The wife of the Rev. N. G. Mer... Digital ID: 1232639. New York Public Library

Her picture was published in the book — Buck, D. D. The Progression of the Race in the United States and Canada Treating of the Great Advancement of the Colored Race. Chicago: Atwell Printing and Binding Co, 1907.

Amazing. I can’t wait to see what else I uncover!

Browning Genealogy Database

Today on her blog, Arlene posted a nice review of the Browning Genealogy Database provided through the Evansville Public Library. I was very happy to see this as this database has been one of my best resources! Kalonji’s family is from Evansville, and when I discovered it last year, I had so much fun looking up his family members.

Between the death information and the local history information, I was able to locate so many news items on his family and extended family members. Including, this picture of his mom’s high school graduation picture from Central High School in 1963. The information from the paper tells us that she was in the Future Nurses club, a member of Y-Teens and on the Student Council. Kitty does in fact have the real picture that is represented in the paper, but I did not know of her club memberships until finding this card in the Browning Database.

This database is amazing and I cannot speak well enough about it.

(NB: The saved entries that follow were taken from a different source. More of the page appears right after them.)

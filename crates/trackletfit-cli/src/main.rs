//! trackletfit CLI — fit tracklets from JSON hit files.
//!
//! The input file is a JSON array of hit records:
//! `[{ "position": [x, y, z], "sigma": [sx, sy, sz] }, ...]`
//! ordered along the trajectory. Results are written as JSON to a file or
//! stdout.

use clap::{Args, Parser, Subcommand, ValueEnum};
use std::path::{Path, PathBuf};

use trackletfit::{
    check_duplicate_hits, check_radial_ordering, net_curvature, zigzag_rz, zigzag_xy,
    zigzag_xy_with_sigma, Hit, HitRecord, MagneticField, SeedEstimator, SeedOptions,
};

type CliError = Box<dyn std::error::Error>;
type CliResult<T> = Result<T, CliError>;

#[derive(Parser)]
#[command(name = "trackletfit")]
#[command(about = "Estimate curvature and momentum seeds for charged-particle tracklets")]
#[command(version)]
struct Cli {
    #[command(subcommand)]
    command: Commands,
}

#[derive(Subcommand)]
enum Commands {
    /// Estimate the momentum seed via the helix → line → circle cascade.
    Seed(FitCommonArgs),

    /// Run a single fit method.
    Fit(CliFitArgs),

    /// Run zig-zag and ordering diagnostics on a tracklet.
    Check(CheckArgs),
}

#[derive(Debug, Clone, Args)]
struct FitCommonArgs {
    /// Path to the input JSON hit file.
    #[arg(long)]
    hits: PathBuf,

    /// Magnetic field strength in Tesla.
    #[arg(long, default_value = "1.5")]
    bfield: f64,

    /// Treat the first hit of the sequence as innermost.
    #[arg(long)]
    backwards: bool,

    /// Fix the seed momentum magnitude (GeV/c) instead of deriving it from
    /// the fitted radius.
    #[arg(long)]
    momentum_mag: Option<f64>,

    /// Path to write the JSON result (stdout when omitted).
    #[arg(long)]
    out: Option<PathBuf>,
}

#[derive(Debug, Clone, Copy, PartialEq, Eq, ValueEnum)]
enum FitMethod {
    Circle,
    Helix,
    Line,
    Triplet,
}

#[derive(Debug, Clone, Args)]
struct CliFitArgs {
    #[command(flatten)]
    common: FitCommonArgs,

    /// Fit method to run.
    #[arg(long, value_enum)]
    method: FitMethod,
}

#[derive(Debug, Clone, Args)]
struct CheckArgs {
    /// Path to the input JSON hit file.
    #[arg(long)]
    hits: PathBuf,

    /// Path to write the JSON result (stdout when omitted).
    #[arg(long)]
    out: Option<PathBuf>,
}

/// Diagnostics summary for `check`.
#[derive(Debug, serde::Serialize)]
struct CheckReport {
    n_hits: usize,
    zigzag_xy: bool,
    zigzag_xy_with_sigma: bool,
    zigzag_rz: bool,
    /// "clockwise", "counterclockwise" or "ambiguous".
    net_curvature: String,
    radial_ordering_ok: bool,
    duplicate_free: bool,
}

fn main() -> CliResult<()> {
    tracing_subscriber::fmt()
        .with_env_filter(
            tracing_subscriber::EnvFilter::try_from_default_env()
                .unwrap_or_else(|_| tracing_subscriber::EnvFilter::new("info")),
        )
        .init();

    let cli = Cli::parse();
    match cli.command {
        Commands::Seed(args) => run_seed(&args),
        Commands::Fit(args) => run_fit(&args),
        Commands::Check(args) => run_check(&args),
    }
}

fn load_hits(path: &Path) -> CliResult<Vec<Hit>> {
    let raw = std::fs::read_to_string(path)
        .map_err(|e| -> CliError { format!("failed to read {}: {}", path.display(), e).into() })?;
    let records: Vec<HitRecord> = serde_json::from_str(&raw)
        .map_err(|e| -> CliError { format!("failed to parse {}: {}", path.display(), e).into() })?;
    if records.len() < 3 {
        return Err(format!("need at least 3 hits, got {}", records.len()).into());
    }
    Ok(records.into_iter().map(Hit::from).collect())
}

fn write_output(out: Option<&Path>, json: &str) -> CliResult<()> {
    match out {
        Some(path) => {
            std::fs::write(path, json)?;
            tracing::info!("results written to {}", path.display());
        }
        None => println!("{json}"),
    }
    Ok(())
}

fn seed_options(args: &FitCommonArgs) -> SeedOptions {
    SeedOptions {
        use_backwards: args.backwards,
        momentum_magnitude: args.momentum_mag,
    }
}

fn run_seed(args: &FitCommonArgs) -> CliResult<()> {
    let hits = load_hits(&args.hits)?;
    tracing::info!("loaded {} hits from {}", hits.len(), args.hits.display());

    let estimator = SeedEstimator::new(MagneticField::new(args.bfield));
    let seed = estimator.momentum_seed(&hits, &seed_options(args))?;

    let [px, py, pz] = seed.momentum;
    tracing::info!(
        "seed via {:?}: pT={:.4} GeV/c, pZ={:+.4} GeV/c, sign={:+}",
        seed.method,
        px.hypot(py),
        pz,
        seed.curvature_sign,
    );

    let json = serde_json::to_string_pretty(&seed)?;
    write_output(args.out.as_deref(), &json)
}

fn run_fit(args: &CliFitArgs) -> CliResult<()> {
    let hits = load_hits(&args.common.hits)?;
    tracing::info!(
        "loaded {} hits from {}",
        hits.len(),
        args.common.hits.display()
    );

    let estimator = SeedEstimator::new(MagneticField::new(args.common.bfield));
    let options = seed_options(&args.common);

    let json = match args.method {
        FitMethod::Circle => {
            let fit = estimator.circle_seed(&hits, &options)?;
            tracing::info!("circle fit: chi2={:.4}, radius={:.3} cm", fit.chi2, fit.radius);
            serde_json::to_string_pretty(&fit)?
        }
        FitMethod::Helix => {
            let fit = estimator.helix_fit(&hits, &options)?;
            tracing::info!("helix fit: radius={:.3} cm", fit.radius);
            serde_json::to_string_pretty(&fit)?
        }
        FitMethod::Line => {
            let fit = estimator.line_fit(&hits, &options)?;
            tracing::info!("line fit: chi2={:.4}", fit.chi2);
            serde_json::to_string_pretty(&fit)?
        }
        FitMethod::Triplet => {
            let fit = estimator.triplet_fit(&hits)?;
            tracing::info!(
                "triplet fit: chi2={:.4}, radius3d={:.3} cm",
                fit.chi2,
                fit.radius_3d
            );
            serde_json::to_string_pretty(&fit)?
        }
    };

    write_output(args.common.out.as_deref(), &json)
}

fn run_check(args: &CheckArgs) -> CliResult<()> {
    let hits = load_hits(&args.hits)?;

    let report = CheckReport {
        n_hits: hits.len(),
        zigzag_xy: zigzag_xy(&hits),
        zigzag_xy_with_sigma: zigzag_xy_with_sigma(&hits),
        zigzag_rz: zigzag_rz(&hits),
        net_curvature: match net_curvature(&hits) {
            Ok(true) => "clockwise".to_string(),
            Ok(false) => "counterclockwise".to_string(),
            Err(_) => "ambiguous".to_string(),
        },
        radial_ordering_ok: check_radial_ordering(&hits).is_ok(),
        duplicate_free: check_duplicate_hits(&hits).is_ok(),
    };

    let json = serde_json::to_string_pretty(&report)?;
    write_output(args.out.as_deref(), &json)
}
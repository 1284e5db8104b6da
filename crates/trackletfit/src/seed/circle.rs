//! Closed-form weighted circle fit in the transverse plane.
//!
//! Algebraic (non-iterative) least squares on the weighted means and
//! covariances of x, y and x²+y², following V. Karimäki, NIM A305 (1991).
//! The fit parametrizes the circle through the point of closest approach to
//! the origin: azimuth φ, signed distance d and signed curvature ρ.

use nalgebra::{Vector2, Vector3};
use serde::{Deserialize, Serialize};
use std::f64::consts::PI;

use crate::error::FitError;
use crate::field::MagneticField;
use crate::hit::Hit;
use crate::seed::SeedOptions;
use crate::zigzag::net_curvature;

/// Weight damping constant applied to every hit; 1.0 disables damping.
const WEIGHT_DAMPING: f64 = 1.0;
/// Substitute for non-finite hit weights.
const FALLBACK_WEIGHT: f64 = 1e-9;

/// Transverse circle parameters from the weighted fit.
///
/// φ, d and ρ are kept mutually consistent: their common sign is fixed by
/// the independent curvature-sign vote over the tracklet (Karimäki eq. 23),
/// with positive curvature meaning clockwise bending.
#[derive(Debug, Clone, Copy, PartialEq, Serialize, Deserialize)]
pub struct CircleFit {
    /// Chi-square of the fit.
    pub chi2: f64,
    /// Azimuth of the point of closest approach to the origin.
    pub poca_phi: f64,
    /// Signed transverse distance of closest approach.
    pub poca_d: f64,
    /// Signed curvature (1/radius).
    pub curvature: f64,
}

impl CircleFit {
    /// Signed curvature radius.
    pub fn radius(&self) -> f64 {
        1.0 / self.curvature
    }
}

/// Circle-fit momentum seed. Transverse only: the z component of `pt` is
/// zero, and `chi2` is the circle fit's chi-square (never a radius).
#[derive(Debug, Clone, Copy, Serialize, Deserialize)]
pub struct CircleSeed {
    /// Chi-square of the underlying circle fit.
    pub chi2: f64,
    /// Signed curvature radius.
    pub radius: f64,
    /// Transverse momentum vector at the anchor hit (GeV/c).
    pub pt: [f64; 3],
}

fn sign_of(value: f64) -> i32 {
    if value > 0.0 {
        1
    } else if value < 0.0 {
        -1
    } else {
        0
    }
}

pub(crate) fn fit_parameters(hits: &[Hit]) -> Result<CircleFit, FitError> {
    let clockwise = net_curvature(hits)?;

    let mut sum_weights = 0.0;
    let mut mean_x = 0.0;
    let mut mean_y = 0.0;
    let mut mean_xy = 0.0;
    let mut mean_x2 = 0.0;
    let mut mean_y2 = 0.0;
    let mut mean_xr2 = 0.0;
    let mut mean_yr2 = 0.0;
    let mut mean_r2 = 0.0;
    let mut mean_r4 = 0.0;

    for hit in hits {
        let sigma = hit.sigma;
        let mut weight =
            1.0 / ((sigma.x * sigma.x + sigma.y * sigma.y).sqrt() * WEIGHT_DAMPING);
        if !weight.is_finite() {
            tracing::error!(
                weight,
                "non-finite circle-fit weight, substituting {FALLBACK_WEIGHT}"
            );
            weight = FALLBACK_WEIGHT;
        }
        sum_weights += weight;

        let x = hit.position.x;
        let y = hit.position.y;
        let r2 = x * x + y * y;
        mean_x += x * weight;
        mean_y += y * weight;
        mean_xy += x * y * weight;
        mean_x2 += x * x * weight;
        mean_y2 += y * y * weight;
        mean_xr2 += x * r2 * weight;
        mean_yr2 += y * r2 * weight;
        mean_r2 += r2 * weight;
        mean_r4 += r2 * r2 * weight;
    }
    let inv_sum = 1.0 / sum_weights;
    mean_x *= inv_sum;
    mean_y *= inv_sum;
    mean_xy *= inv_sum;
    mean_x2 *= inv_sum;
    mean_y2 *= inv_sum;
    mean_xr2 *= inv_sum;
    mean_yr2 *= inv_sum;
    mean_r2 *= inv_sum;
    mean_r4 *= inv_sum;

    let cov_xx = mean_x2 - mean_x * mean_x;
    let cov_xy = mean_xy - mean_x * mean_y;
    let cov_yy = mean_y2 - mean_y * mean_y;
    let cov_xr2 = mean_xr2 - mean_x * mean_r2;
    let cov_yr2 = mean_yr2 - mean_y * mean_r2;
    let cov_r2r2 = mean_r4 - mean_r2 * mean_r2;

    if cov_r2r2 == 0.0 {
        return Err(FitError::CenterIsOrigin);
    }

    let q1 = cov_r2r2 * cov_xy - cov_xr2 * cov_yr2;
    let q2 = cov_r2r2 * (cov_xx - cov_yy) - cov_xr2 * cov_xr2 + cov_yr2 * cov_yr2;

    let mut poca_phi = 0.5 * (2.0 * q1).atan2(q2);
    let (sin_phi, cos_phi) = poca_phi.sin_cos();
    let kappa = (sin_phi * cov_xr2 - cos_phi * cov_yr2) / cov_r2r2;
    let delta = -kappa * mean_r2 + sin_phi * mean_x - cos_phi * mean_y;
    let root = (1.0 - 4.0 * delta * kappa).sqrt();
    let mut curvature = 2.0 * kappa / root;
    let mut poca_d = 2.0 * delta / (1.0 + root);

    // The closed-form solution fixes (ρ, φ, d) only up to a common sign;
    // align it with the independent vote (Karimäki eq. 23).
    if (curvature < 0.0 && clockwise) || (curvature > 0.0 && !clockwise) {
        curvature = -curvature;
        poca_phi += PI;
        poca_d = -poca_d;
    }

    let chi2 = sum_weights
        * (1.0 + curvature * poca_d).powi(2)
        * (sin_phi * sin_phi * cov_xx - 2.0 * sin_phi * cos_phi * cov_xy
            + cos_phi * cos_phi * cov_yy
            - kappa * kappa * cov_r2r2);

    Ok(CircleFit {
        chi2,
        poca_phi,
        poca_d,
        curvature,
    })
}

pub(crate) fn fit_seed(
    hits: &[Hit],
    field: MagneticField,
    options: &SeedOptions,
) -> Result<CircleSeed, FitError> {
    let fit = fit_parameters(hits)?;
    let radius = 1.0 / fit.curvature;
    let abs_radius = radius.abs();

    // POCA position; ψ is the azimuth of the ray from the origin to it. A
    // positive d means (pT, poca) form a right-handed system.
    let psi = if fit.poca_d < 0.0 {
        fit.poca_phi + PI * 0.5
    } else {
        fit.poca_phi - PI * 0.5
    };
    let x_poca = fit.poca_d.abs() * psi.cos();
    let y_poca = fit.poca_d.abs() * psi.sin();

    let toward_center = if sign_of(fit.poca_d) == sign_of(fit.curvature) {
        1.0
    } else {
        -1.0
    };
    let x_center = x_poca + toward_center * abs_radius * psi.cos();
    let y_center = y_poca + toward_center * abs_radius * psi.sin();
    tracing::debug!(
        phi = fit.poca_phi,
        psi,
        x_poca,
        y_poca,
        x_center,
        y_center,
        "circle fit poca and center"
    );

    let anchor = if options.use_backwards {
        hits[0].position
    } else {
        hits[hits.len() - 1].position
    };

    // Tangent direction at the anchor hit, along the direction of travel.
    let to_center = Vector2::new(x_center - anchor.x, y_center - anchor.y);
    let alpha = to_center.y.atan2(to_center.x);
    let beta = if fit.curvature > 0.0 {
        alpha - PI * 0.5
    } else {
        alpha + PI * 0.5
    };

    let magnitude = match options.momentum_magnitude {
        Some(magnitude) => magnitude,
        None => field.pt(abs_radius)?,
    };
    let pt = Vector3::new(magnitude * beta.cos(), magnitude * beta.sin(), 0.0);

    Ok(CircleSeed {
        chi2: fit.chi2,
        radius,
        pt: [pt.x, pt.y, pt.z],
    })
}

#[cfg(test)]
mod tests {
    use super::*;
    use crate::test_utils::{circle_hits, hits_from_positions};
    use approx::assert_relative_eq;
    use rand::prelude::*;

    #[test]
    fn test_exact_circle_fit_is_noiseless() {
        let hits = circle_hits([14.0, -6.0], 9.0, 0.1, 0.3, 5, 0.0, 0.5, 0.1);
        let fit = fit_parameters(&hits).expect("fit succeeds");
        assert_relative_eq!(fit.chi2, 0.0, epsilon = 1e-6);
        assert_relative_eq!(fit.curvature.abs(), 1.0 / 9.0, epsilon = 1e-9);
        assert_relative_eq!(fit.radius().abs(), 9.0, epsilon = 1e-6);
    }

    #[test]
    fn test_unit_circle_through_origin() {
        // Hits on the unit circle centered at (1, 0); the trajectory passes
        // through the origin, bending counterclockwise along the hit order.
        let hits = hits_from_positions(
            &[[0.0, 0.0, 0.0], [1.0, 1.0, 2.0], [2.0, 0.0, 4.0]],
            0.1,
        );
        let fit = fit_parameters(&hits).expect("fit succeeds");
        assert_relative_eq!(fit.chi2, 0.0, epsilon = 1e-9);
        assert_relative_eq!(fit.poca_d, 0.0, epsilon = 1e-9);
        assert_relative_eq!(fit.poca_phi, 3.0 * PI / 2.0, epsilon = 1e-9);
        assert_relative_eq!(fit.curvature, -1.0, epsilon = 1e-9);
    }

    #[test]
    fn test_small_arc_chi2_is_small() {
        // Narrow 10-degree arc of radius 4.5 centered at (4, 6).
        let step = 5.0_f64.to_radians();
        let hits = hits_from_positions(
            &[
                [4.0 - 4.5, 6.0, 0.0],
                [4.0 - 4.5 * step.cos(), 6.0 + 4.5 * step.sin(), 0.0],
                [
                    4.0 - 4.5 * (2.0 * step).cos(),
                    6.0 + 4.5 * (2.0 * step).sin(),
                    0.0,
                ],
            ],
            0.1,
        );
        let fit = fit_parameters(&hits).expect("fit succeeds");
        assert_relative_eq!(fit.chi2, 0.0, epsilon = 1e-5);
    }

    #[test]
    fn test_outlier_raises_chi2() {
        let mut hits = circle_hits([14.0, -6.0], 9.0, 0.1, 0.3, 5, 0.0, 0.5, 0.1);
        hits[2].position.x += 0.7;
        let fit = fit_parameters(&hits).expect("fit succeeds");
        assert!(fit.chi2 > 1.0);
    }

    #[test]
    fn test_noisy_circle_recovers_radius() {
        let mut rng = StdRng::seed_from_u64(42);
        let mut hits = circle_hits([20.0, 5.0], 15.0, 0.0, 0.2, 8, 0.0, 0.5, 0.05);
        for hit in &mut hits {
            hit.position.x += (rng.gen::<f64>() - 0.5) * 0.05;
            hit.position.y += (rng.gen::<f64>() - 0.5) * 0.05;
        }
        let fit = fit_parameters(&hits).expect("fit succeeds");
        assert_relative_eq!(fit.radius().abs(), 15.0, epsilon = 0.2);
    }

    #[test]
    fn test_sign_alignment_with_vote() {
        let ccw = circle_hits([14.0, -6.0], 9.0, 0.1, 0.3, 5, 0.0, 0.5, 0.1);
        let mut cw = ccw.clone();
        cw.reverse();
        let ccw_fit = fit_parameters(&ccw).expect("fit succeeds");
        let cw_fit = fit_parameters(&cw).expect("fit succeeds");
        assert_ne!(sign_of(ccw_fit.curvature), sign_of(cw_fit.curvature));
        assert_relative_eq!(ccw_fit.curvature, -cw_fit.curvature, epsilon = 1e-9);
    }

    #[test]
    fn test_concentric_hits_rejected() {
        // All hits exactly equidistant from the origin: the r²-r² covariance
        // vanishes and the circle center is degenerate.
        let hits = hits_from_positions(
            &[[10.0, 0.0, 0.0], [0.0, 10.0, 1.0], [-10.0, 0.0, 2.0], [0.0, -10.0, 3.0]],
            0.1,
        );
        assert_eq!(fit_parameters(&hits), Err(FitError::CenterIsOrigin));
    }

    #[test]
    fn test_seed_points_along_travel_direction() {
        // Counterclockwise quarter-ish arc; anchor at the last hit.
        let hits = circle_hits([10.0, 0.0], 10.0, PI, -0.3, 5, 0.0, 0.5, 0.1);
        let seed = fit_seed(&hits, MagneticField::new(1.5), &SeedOptions::default())
            .expect("seed succeeds");
        assert_relative_eq!(
            (seed.pt[0] * seed.pt[0] + seed.pt[1] * seed.pt[1]).sqrt(),
            MagneticField::new(1.5).pt(10.0).unwrap(),
            epsilon = 1e-6
        );
        assert_relative_eq!(seed.pt[2], 0.0);

        // The tangent at the anchor must continue the chord of the last two
        // hits rather than run against it.
        let chord = (hits[4].position - hits[3].position).xy();
        let dot = chord.x * seed.pt[0] + chord.y * seed.pt[1];
        assert!(dot > 0.0, "seed runs against the direction of travel");
    }

    #[test]
    fn test_seed_fixed_magnitude() {
        let hits = circle_hits([10.0, 0.0], 10.0, PI, -0.3, 5, 0.0, 0.5, 0.1);
        let options = SeedOptions {
            momentum_magnitude: Some(2.5),
            ..SeedOptions::default()
        };
        let seed =
            fit_seed(&hits, MagneticField::new(1.5), &options).expect("seed succeeds");
        assert_relative_eq!(
            (seed.pt[0] * seed.pt[0] + seed.pt[1] * seed.pt[1]).sqrt(),
            2.5,
            epsilon = 1e-9
        );
    }
}
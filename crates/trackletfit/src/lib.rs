//! trackletfit — trajectory-parameter estimation for charged-particle
//! tracklets in a uniform axial magnetic field.
//!
//! Given a short ordered sequence of 3-D detector hits (with per-axis
//! position uncertainties), the crate estimates the trajectory's curvature,
//! momentum vector and fit quality, and provides the combinatorial
//! consistency checks used to reject non-physical hit combinations. The
//! building blocks, leaf first:
//!
//! 1. **Pair metrics** – cheap distance/slope discriminators between two
//!    hits ([`HitPair`]).
//! 2. **Triplet metrics** – closed-form circle through three hits, angle
//!    metrics, curvature-sign tests ([`HitTriplet`]).
//! 3. **Quad metrics** – consistency of two overlapping triplet circles
//!    ([`HitQuad`]).
//! 4. **Zig-zag filters** – curvature-sign consistency along the whole
//!    tracklet ([`zigzag_xy`], [`zigzag_rz`]).
//! 5. **Fits** – weighted circle fit (Karimäki), paraboloid helix fit,
//!    straight-line fallback and a multiple-scattering triplet fit, plus the
//!    momentum-seed fallback cascade ([`SeedEstimator`]).
//!
//! All operations are pure, synchronous and CPU-bound; degenerate geometries
//! surface as typed [`FitError`]s, never as NaN momenta.

mod error;
mod field;
mod hit;
mod pair;
mod quad;
mod seed;
#[cfg(test)]
mod test_utils;
mod triplet;
mod zigzag;

pub use error::FitError;
pub use field::{MagneticField, MIN_RADIUS, PT_FACTOR_PER_TESLA};
pub use hit::{check_duplicate_hits, check_radial_ordering, Hit};
pub use pair::{nan_to_zero, HitPair};
pub use quad::{HitQuad, QuadCircles};
pub use seed::{
    CircleFit, CircleSeed, HelixFit, LineFit3D, MomentumSeed, SeedEstimator, SeedMethod,
    SeedOptions, TripletFit,
};
pub use triplet::{CircleXy, HitTriplet};
pub use zigzag::{net_curvature, zigzag_rz, zigzag_xy, zigzag_xy_with_sigma};

use nalgebra::Vector3;

/// Hit parameters for serialization (position + uncertainties).
#[derive(Debug, Clone, Copy, serde::Serialize, serde::Deserialize)]
pub struct HitRecord {
    /// Global position (x, y, z) in cm.
    pub position: [f64; 3],
    /// One standard deviation per axis, in cm.
    pub sigma: [f64; 3],
    /// Sensor-local u uncertainty.
    #[serde(default)]
    pub sigma_u: f64,
    /// Sensor-local v uncertainty.
    #[serde(default)]
    pub sigma_v: f64,
}

impl From<&Hit> for HitRecord {
    fn from(hit: &Hit) -> Self {
        Self {
            position: [hit.position.x, hit.position.y, hit.position.z],
            sigma: [hit.sigma.x, hit.sigma.y, hit.sigma.z],
            sigma_u: hit.sigma_u,
            sigma_v: hit.sigma_v,
        }
    }
}

impl From<HitRecord> for Hit {
    fn from(record: HitRecord) -> Self {
        Hit::new(
            Vector3::from(record.position),
            Vector3::from(record.sigma),
        )
        .with_local_sigma(record.sigma_u, record.sigma_v)
    }
}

New Membership to WorldVitalRecords.com

Whippee!! I went to WorldVitalRecords today to remind myself how much the membership was and noticed that they had an option that I did not remember seeing before – a monthly payment option – only $5.95/month. I am ecstatic! I’ve had my eye on WVR for a few months and have been wanting to subscribe, but did not want to shell out the whole fee at once. So, I’m quite happy they now offer this and I just signed up! I’ll post any interesting finds I come across.

ChicagoAncestors.org

I read on Eastman’s blog today that the Newberry Library announced a new website, ChicagoAncestors.org. I went to take a look and I am very excited by this new site!  Do I have any families I’m working on from Chicago? No. So, why am I so psyched?

The reason I like this site so much is because of the integration of a map with family history, genealogy and historical information. You can look at the map and see where relevant items are based on geographic location. I think this is excellent! While not all sources would lend themselves to such discreet mapping (i.e. specific street location), I think this idea has great potential. If you haven’t taken a look at the site, I highly suggest it.